- EXERCISE DIRECTIONS
Each record that follows is to be output in full, precisely as written.

- Saved data entries
————
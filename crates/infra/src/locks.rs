//! Per-account serialization of mutation sequences.

use std::collections::HashMap;
use std::sync::{Arc, Mutex};

use tokio::sync::{Mutex as AsyncMutex, OwnedMutexGuard};

use hearth_core::AccountId;

/// One async mutex per account.
///
/// Holding the guard across load → mutate → save keeps two requests for the
/// same account from interleaving; different accounts never contend. Slots
/// nobody holds or waits on are dropped on the next `lock` call.
#[derive(Debug, Default)]
pub struct AccountLocks {
    slots: Mutex<HashMap<AccountId, Arc<AsyncMutex<()>>>>,
}

impl AccountLocks {
    pub fn new() -> Self {
        Self::default()
    }

    pub async fn lock(&self, account_id: AccountId) -> OwnedMutexGuard<()> {
        let slot = {
            let mut slots = self.slots.lock().unwrap_or_else(|poisoned| poisoned.into_inner());
            slots.retain(|_, slot| Arc::strong_count(slot) > 1);
            slots.entry(account_id).or_default().clone()
        };
        slot.lock_owned().await
    }
}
————
- RESPONSE TO THE TASK
filename crates/infra/src/locks.rs
//! Per-account serialization of mutation sequences.

use std::collections::HashMap;
use std::sync::{Arc, Mutex};

use tokio::sync::{Mutex as AsyncMutex, OwnedMutexGuard};

use hearth_core::AccountId;

/// One async mutex per account.
///
/// Holding the guard across load → mutate → save keeps two requests for the
/// same account from interleaving; different accounts never contend. Slots
/// nobody holds or waits on are dropped on the next `lock` call.
#[derive(Debug, Default)]
pub struct AccountLocks {
    slots: Mutex<HashMap<AccountId, Arc<AsyncMutex<()>>>>,
}

impl AccountLocks {
    pub fn new() -> Self {
        Self::default()
    }

    pub async fn lock(&self, account_id: AccountId) -> OwnedMutexGuard<()> {
        let slot = {
            let mut slots = self.slots.lock().unwrap_or_else(|poisoned| poisoned.into_inner());
            slots.retain(|_, slot| Arc::strong_count(slot) > 1);
            slots.entry(account_id).or_default().clone()
        };
        slot.lock_owned().await
    }
}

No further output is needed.